(CNN) -- Speaking before an animated crowd in Milwaukee Friday, former President Bill Clinton decried the partisan atmosphere he said was responsible for the bitter recall vote in Wisconsin, saying the Republican candidate had struck upon a "divide and conquer" policy to win political points.
"This is a big deal, and it is not about Republicans and Democrats, or traditional conservatives and liberals," Clinton said, taking aim at Republican Gov. Scott Walker for dividing his state after a bitter fight over collective bargaining rights for union workers. Clinton was campaigning for the Democratic candidate, Milwaukee Mayor Tom Barrett.
Walker and GOP allies in the Wisconsin state legislature voted in January 2011 to limit raises for public employees, except police and firefighters, to the rate of inflation.

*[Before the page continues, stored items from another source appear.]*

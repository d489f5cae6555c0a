#![allow(dead_code)] // OpenAPI doc stubs are only referenced by utoipa macros.

use crate::{
    error::ErrorResponse,
    handlers::{
        analytics::{TopQuery, TrendQuery},
        common::SalesFilterQuery,
        health::HealthResponse,
        sales::SalesListQuery,
    },
    models::{
        analytics::{
            CategorySales, DailySales, ProductSales, RegionSales, SalesStatistics, SalesSummary,
        },
        import_log::{ImportLog, ImportResult, ImportStatus},
        sales_record::SalesRecord,
    },
    types::{ImportLogId, SalesRecordId},
};
use utoipa::{OpenApi, ToSchema};
use utoipa_swagger_ui::SwaggerUi;

pub const DOCS_PATH: &str = "/api/docs";
pub const OPENAPI_JSON_PATH: &str = "/api-doc/openapi.json";

/// Swagger UI at `/api/docs`, backed by the generated document.
pub fn swagger_ui() -> SwaggerUi {
    SwaggerUi::new(DOCS_PATH).url(OPENAPI_JSON_PATH, ApiDoc::openapi())
}

#[derive(OpenApi)]
#[openapi(
    paths(
        health_doc,
        upload_doc,
        upload_csv_doc,
        upload_history_doc,
        list_sales_doc,
        get_sale_doc,
        sales_summary_doc,
        sales_statistics_doc,
        export_sales_doc,
        top_products_doc,
        top_regions_doc,
        top_categories_doc,
        sales_trend_doc
    ),
    components(
        schemas(
            ErrorResponse,
            HealthResponse,
            // imports
            UploadForm,
            ImportResult,
            ImportLog,
            ImportLogId,
            ImportStatus,
            // sales
            SalesRecord,
            SalesRecordId,
            SalesListQuery,
            SalesFilterQuery,
            SalesSummary,
            SalesStatistics,
            // analytics
            TopQuery,
            TrendQuery,
            ProductSales,
            RegionSales,
            CategorySales,
            DailySales
        )
    ),
    tags(
        (name = "Upload", description = "CSV upload and import history"),
        (name = "Sales", description = "Sales records, summary and export"),
        (name = "Analytics", description = "Rankings and daily trend"),
        (name = "Health", description = "Liveness check")
    )
)]
pub struct ApiDoc;

/// Multipart body for CSV uploads.
#[derive(ToSchema)]
struct UploadForm {
    #[schema(value_type = String, format = Binary)]
    file: Vec<u8>,
}

#[utoipa::path(
    get,
    path = "/health",
    responses((status = 200, body = HealthResponse)),
    tag = "Health"
)]
fn health_doc() {}

#[utoipa::path(
    post,
    path = "/api/v1/upload",
    request_body(content = UploadForm, content_type = "multipart/form-data"),
    responses(
        (status = 200, description = "Import outcome, including failed imports", body = ImportResult),
        (status = 400, description = "Rejected upload; `code` is one of INVALID_FILENAME, UNSUPPORTED_FILE, FILE_TOO_LARGE, MISSING_FILE, INVALID_MULTIPART", body = ErrorResponse),
        (status = 500, description = "Upload could not be staged", body = ErrorResponse)
    ),
    tag = "Upload"
)]
fn upload_doc() {}

#[utoipa::path(
    post,
    path = "/api/v1/upload/csv",
    request_body(content = UploadForm, content_type = "multipart/form-data"),
    responses(
        (status = 200, body = ImportResult),
        (status = 400, body = ErrorResponse)
    ),
    tag = "Upload"
)]
fn upload_csv_doc() {}

#[utoipa::path(
    get,
    path = "/api/v1/upload/history",
    responses((status = 200, description = "20 most recent imports", body = [ImportLog])),
    tag = "Upload"
)]
fn upload_history_doc() {}

#[utoipa::path(
    get,
    path = "/api/v1/sales",
    params(SalesListQuery),
    responses(
        (status = 200, body = [SalesRecord]),
        (status = 400, body = ErrorResponse)
    ),
    tag = "Sales"
)]
fn list_sales_doc() {}

#[utoipa::path(
    get,
    path = "/api/v1/sales/{id}",
    params(("id" = i64, Path, description = "Sales record id")),
    responses(
        (status = 200, body = SalesRecord),
        (status = 400, description = "Id is not an integer", body = ErrorResponse),
        (status = 404, body = ErrorResponse)
    ),
    tag = "Sales"
)]
fn get_sale_doc() {}

#[utoipa::path(
    get,
    path = "/api/v1/sales/summary",
    responses((status = 200, body = SalesSummary)),
    tag = "Sales"
)]
fn sales_summary_doc() {}

#[utoipa::path(
    get,
    path = "/api/v1/sales/statistics",
    params(SalesFilterQuery),
    responses(
        (status = 200, body = SalesStatistics),
        (status = 400, body = ErrorResponse)
    ),
    tag = "Sales"
)]
fn sales_statistics_doc() {}

#[utoipa::path(
    get,
    path = "/api/v1/sales/export",
    params(SalesFilterQuery),
    responses((status = 200, description = "CSV attachment", content_type = "text/csv", body = String)),
    tag = "Sales"
)]
fn export_sales_doc() {}

#[utoipa::path(
    get,
    path = "/api/v1/analytics/top-products",
    params(TopQuery),
    responses((status = 200, body = [ProductSales])),
    tag = "Analytics"
)]
fn top_products_doc() {}

#[utoipa::path(
    get,
    path = "/api/v1/analytics/top-regions",
    params(TopQuery),
    responses((status = 200, body = [RegionSales])),
    tag = "Analytics"
)]
fn top_regions_doc() {}

#[utoipa::path(
    get,
    path = "/api/v1/analytics/top-categories",
    params(TopQuery),
    responses((status = 200, body = [CategorySales])),
    tag = "Analytics"
)]
fn top_categories_doc() {}

#[utoipa::path(
    get,
    path = "/api/v1/analytics/sales-trend",
    params(TrendQuery),
    responses(
        (status = 200, body = [DailySales]),
        (status = 400, body = ErrorResponse)
    ),
    tag = "Analytics"
)]
fn sales_trend_doc() {}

They also moved to bar unions from deducting dues from workers' paychecks.
That bill was signed into law in March, following protests at the state's Capitol.
Unions argued that collective bargaining -- a process of negotiations meant to regulate working conditions -- has served to protect their wages and health care, as well as enforce workplace safety and serve as a means to arbitrate employee grievances.
Walker, along with other supporters of the measure, asserted union contracts constrain efforts to address Wisconsin's swelling deficit.
Clinton said on Friday the fight over whether to recall Walker was "America's battleground."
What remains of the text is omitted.